Organizações da sociedade civil que atuam no campo da segurança pública criticam a tentativa de votação do projeto. Uma delas é o Instituto Sou da Paz. “É emblemático que tenham tentado votar os projetos na semana em que é lançado o Atlas da Violência do Instituto de Pesquisa Econômica Aplicada (IPEA), que aponta que o Brasil poderia ter salvado 6,4 mil vidas se não fosse o afrouxamento de regras de armas - que agora a bancada da bala quer retornar”, comenta Carolina Ricardo, diretora-executiva do instituto.
Foi um PDL aprovado que causou a primeira grande derrota do governo Lula neste ano.
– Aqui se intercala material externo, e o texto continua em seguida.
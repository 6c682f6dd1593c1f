//! Annotations describing a dogu service to the rest of the ecosystem.
use std::collections::BTreeMap;

use k8s_openapi::api::core::v1::{Service, ServicePort};
use serde::{Deserialize, Serialize};

use crate::{
    dogu::{ExposedPort, ImageConfig},
    Error, Result,
};

/// Annotation carrying the webapp services a dogu publishes.
pub const CES_SERVICES_ANNOTATION: &str = "k8s-dogu-operator.cloudogu.com/ces-services";
/// Annotation carrying extra annotations for the ingress of a dogu.
pub const ADDITIONAL_INGRESS_ANNOTATIONS: &str =
    "k8s-dogu-operator.cloudogu.com/additional-ingress-annotations";
/// Annotation carrying the exposed ports of a dogu.
pub const CES_EXPOSED_PORTS_ANNOTATION: &str = "k8s-dogu-operator.cloudogu.com/ces-exposed-ports";

const SERVICE_PREFIX: &str = "SERVICE_";
const WEBAPP_TAG: &str = "webapp";

/// A service published through the ingress of the ecosystem.
#[derive(Serialize, Deserialize, Debug, Clone, PartialEq)]
pub struct CesService {
    /// Name of the service.
    pub name: String,
    /// Port the service listens on.
    pub port: i32,
    /// Path the service is reachable under.
    pub location: String,
    /// Path requests are passed to.
    pub pass: String,
    /// Rewrite rule, passed through to the ingress.
    #[serde(skip_serializing_if = "Option::is_none")]
    pub rewrite: Option<String>,
}

/// Entry of an `ADDITIONAL_SERVICES` payload.
#[derive(Deserialize)]
struct AdditionalService {
    name: String,
    port: Option<i32>,
    location: String,
    pass: String,
    rewrite: Option<String>,
}

#[derive(Serialize)]
#[serde(rename_all = "camelCase")]
struct ExposedPortEntry {
    protocol: String,
    port: i32,
    target_port: i32,
}

fn with_leading_slash(path: &str) -> String {
    if path.starts_with('/') {
        path.to_owned()
    } else {
        format!("/{path}")
    }
}

/// Environment variables and labels of an image that follow the `SERVICE_*` convention.
/// Labels win over environment variables of the same name.
fn service_vars(image: &ImageConfig) -> Result<BTreeMap<String, String>> {
    let mut vars = BTreeMap::new();
    for entry in &image.env {
        let (name, value) = entry
            .split_once('=')
            .ok_or_else(|| Error::InvalidEnvVar(entry.clone()))?;
        vars.insert(name.to_owned(), value.to_owned());
    }
    vars.extend(image.labels.clone());
    vars.retain(|name, _| name.starts_with(SERVICE_PREFIX));
    Ok(vars)
}

/// Derive the webapp services of a dogu from its image configuration.
///
/// Attributes are looked up per port first (`SERVICE_<port>_<ATTR>`) and then globally
/// (`SERVICE_<ATTR>`). A port is published when its tags contain `webapp`. Any number of
/// further services can be declared as a JSON list in `ADDITIONAL_SERVICES`.
pub fn ces_services(
    service_name: &str,
    ports: &[ServicePort],
    image: &ImageConfig,
) -> Result<Vec<CesService>> {
    let vars = service_vars(image)?;
    let mut services = Vec::new();
    let mut global_additional_done = false;
    for port in ports.iter().map(|port| port.port) {
        let scoped = |attr: &str| vars.get(&format!("{SERVICE_PREFIX}{port}_{attr}"));
        let global = |attr: &str| vars.get(&format!("{SERVICE_PREFIX}{attr}"));
        let lookup = |attr: &str| scoped(attr).or_else(|| global(attr));

        let is_webapp = lookup("TAGS")
            .map(|tags| tags.split(',').any(|tag| tag.trim() == WEBAPP_TAG))
            .unwrap_or(false);
        if is_webapp {
            let name = lookup("NAME").map_or(service_name, String::as_str);
            services.push(CesService {
                name: name.to_owned(),
                port,
                location: with_leading_slash(lookup("LOCATION").map_or(name, String::as_str)),
                pass: with_leading_slash(lookup("PASS").map_or(name, String::as_str)),
                rewrite: lookup("REWRITE").cloned(),
            });
        }

        let additional = match scoped("ADDITIONAL_SERVICES") {
            Some(value) => Some(value),
            None if !global_additional_done => {
                global_additional_done = true;
                global("ADDITIONAL_SERVICES")
            }
            None => None,
        };
        if let Some(value) = additional {
            let parsed: Vec<AdditionalService> =
                serde_json::from_str(value).map_err(|source| Error::InvalidAdditionalServices {
                    value: value.clone(),
                    source,
                })?;
            services.extend(parsed.into_iter().map(|service| CesService {
                name: service.name,
                port: service.port.unwrap_or(port),
                location: with_leading_slash(&service.location),
                pass: with_leading_slash(&service.pass),
                rewrite: service.rewrite,
            }));
        }
    }
    Ok(services)
}

fn annotations_mut(service: &mut Service) -> &mut BTreeMap<String, String> {
    service.metadata.annotations.get_or_insert_with(BTreeMap::new)
}

/// Annotate the service with the webapp services found in the image configuration. The
/// annotation is only set when at least one service is published.
pub fn annotate_ces_services(service: &mut Service, image: &ImageConfig) -> Result<()> {
    let name = service.metadata.name.clone().unwrap_or_default();
    let ports = service
        .spec
        .as_ref()
        .and_then(|spec| spec.ports.clone())
        .unwrap_or_default();
    let services = ces_services(&name, &ports, image)?;
    if !services.is_empty() {
        let value = serde_json::to_string(&services)?;
        annotations_mut(service).insert(CES_SERVICES_ANNOTATION.to_owned(), value);
    }
    Ok(())
}

/// Decode the webapp services from a service annotation.
pub fn parse_ces_services(service: &Service) -> Result<Vec<CesService>> {
    match service
        .metadata
        .annotations
        .as_ref()
        .and_then(|annotations| annotations.get(CES_SERVICES_ANNOTATION))
    {
        Some(value) => Ok(serde_json::from_str(value)?),
        None => Ok(Vec::new()),
    }
}

/// Replace the additional ingress annotations of the service. An empty map removes the
/// annotation.
pub fn annotate_ingress(
    service: &mut Service,
    annotations: &BTreeMap<String, String>,
) -> Result<()> {
    if annotations.is_empty() {
        if let Some(existing) = service.metadata.annotations.as_mut() {
            existing.remove(ADDITIONAL_INGRESS_ANNOTATIONS);
        }
        return Ok(());
    }
    let value = serde_json::to_string(annotations)?;
    annotations_mut(service).insert(ADDITIONAL_INGRESS_ANNOTATIONS.to_owned(), value);
    Ok(())
}

/// Annotate the service with the exposed ports of the descriptor.
pub fn annotate_exposed_ports(service: &mut Service, ports: &[ExposedPort]) -> Result<()> {
    if ports.is_empty() {
        return Ok(());
    }
    let entries: Vec<ExposedPortEntry> = ports
        .iter()
        .map(|port| ExposedPortEntry {
            protocol: port.protocol(),
            port: port.host,
            target_port: port.container,
        })
        .collect();
    let value = serde_json::to_string(&entries)?;
    annotations_mut(service).insert(CES_EXPOSED_PORTS_ANNOTATION.to_owned(), value);
    Ok(())
}

/// Split an image exposed port such as `8080/tcp` into port and upper case protocol. The
/// protocol defaults to `TCP`.
pub fn split_image_port(value: &str) -> Result<(i32, String)> {
    let (port, protocol) = value.split_once('/').unwrap_or((value, "tcp"));
    let port = port
        .parse::<i32>()
        .map_err(|_| Error::InvalidImagePort(value.to_owned()))?;
    if protocol.is_empty() {
        return Err(Error::InvalidImagePort(value.to_owned()));
    }
    Ok((port, protocol.to_uppercase()))
}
Em maio, a Câmara aprovou um projeto que derruba parte dos decretos que alteram as regras de saneamento, editados em abril pelo presidente. O requerimento de urgência faz parte de uma empreitada em várias frentes da bancada da bala para ampliar o acesso a armas no Brasil.
Como mostrou o Estadão, o comandante do Exército, general Tomás Miguel Ribeiro Paiva, e o diretor-geral da Polícia Federal, delegado Andrei Passos Rodrigues, editaram uma portaria para especificar calibres de munições e armas de fogo de usos permitidos e restritos. A nova regra para armas longas representa uma ampliação das restrições que haviam sido definidas no decreto publicado por Lula, em julho.
O decreto tratava como de uso restrito somente as armas longas capazes de aplicar sobre a munição uma energia superior a 1620 joules (uma unidade de medida energética, aferida em testes específicos).
Como reação, também revelou o Estadão, a oposição apronta uma iniciativa em várias frentes, na Câmara e no Senado, pela flexibilização do porte de armas no Brasil.